WORK REQUEST: The lines from the one with "let raw = decode_unsigned(bytes, endian);" through the last line below are to be copied exactly; no other lines are to be returned.

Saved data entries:
=== Section Start ===

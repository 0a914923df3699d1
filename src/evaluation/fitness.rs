use itertools::Itertools;

use crate::domain::types::DistanceMatrix;

/// Closed-tour cost of a depot-first order: every consecutive arc plus the return to the depot.
pub fn route_distance(order: &[usize], dm: &DistanceMatrix) -> u64 {
    let (Some(&first), Some(&last)) = (order.first(), order.last()) else {
        return 0;
    };

    let path: u64 = order
        .iter()
        .tuple_windows()
        .map(|(&from, &to)| dist_between(from, to, dm))
        .sum();

    path + dist_between(last, first, dm)
}

#[inline]
pub fn dist_between(from_loc: usize, to_loc: usize, dm: &DistanceMatrix) -> u64 {
    dm.get(from_loc, to_loc)
}
use rand::{Rng, SeedableRng};
use rand_chacha::ChaCha8Rng;

use crate::domain::types::{Coordinate, Location};

/// Generates `count` reproducible locations scattered within `spread` degrees of `center`.
pub fn generate_random_locations(
    count: usize,
    center: Coordinate,
    spread: f64,
    seed: u64,
) -> Vec<Location> {
    let mut rng = ChaCha8Rng::seed_from_u64(seed);

    (0..count)
        .map(|ind| Location {
            name: format!("Area {}", ind),
            coordinate: Coordinate::new(
                center.lat + rng.gen_range(-spread..spread),
                center.lon + rng.gen_range(-spread..spread),
            ),
        })
        .collect()
}

/// Coordinates only, in the same order.
pub fn generate_random_coords(count: usize, center: Coordinate, spread: f64, seed: u64) -> Vec<Coordinate> {
    generate_random_locations(count, center, spread, seed)
        .into_iter()
        .map(|loc| loc.coordinate)
        .collect()
}
// Declaration execution: the read-on-declare protocol
//
// File-typed declarations materialize their value by reading the stream at
// the current cursor: primitives with one typed read, composites by running
// their body statements in a fresh frame, arrays by repeating the element
// materialization. Local declarations never touch the stream.

use std::rc::Rc;

use tracing::trace;

use super::stream::Endianness;
use super::types::TypeDef;
use super::value::{cell, FloatWidth, IntWidth, Origin, PrimClass, StrData, ValueKind};
use super::*;
use crate::parser::ast::{Declarator, Storage, VarDeclData};

/// Decode little/big-endian bytes into an unsigned 64-bit value.
pub(crate) fn decode_unsigned(bytes: &[u8], endian: Endianness) -> u64 {
    let mut v = 0u64;
    match endian {
        Endianness::Little => {
            for (i, &b) in bytes.iter().enumerate() {
                v |= (b as u64) << (i * 8);
            }
        }
        Endianness::Big => {
            for &b in bytes {
                v = (v << 8) | b as u64;
            }
        }
    }
    v
}

/// Decode bytes as a sign-extended integer of the given byte width.
pub(crate) fn decode_signed(bytes: &[u8], endian: Endianness) -> i64 {
    let raw = decode_unsigned(bytes, endian);
    sign_extend(raw, bytes.len() as u32 * 8)
}

pub(crate) fn sign_extend(raw: u64, bits: u32) -> i64 {
    if bits >= 64 {
        return raw as i64;
    }
    let shift = 64 - bits;
    ((raw << shift) as i64) >> shift
}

=== Section End ===

WRITTEN ANSWER:
    let raw = decode_unsigned(bytes, endian);
    sign_extend(raw, bytes.len() as u32 * 8)
}

pub(crate) fn sign_extend(raw: u64, bits: u32) -> i64 {
    if bits >= 64 {
        return raw as i64;
    }
    let shift = 64 - bits;
    ((raw << shift) as i64) >> shift
}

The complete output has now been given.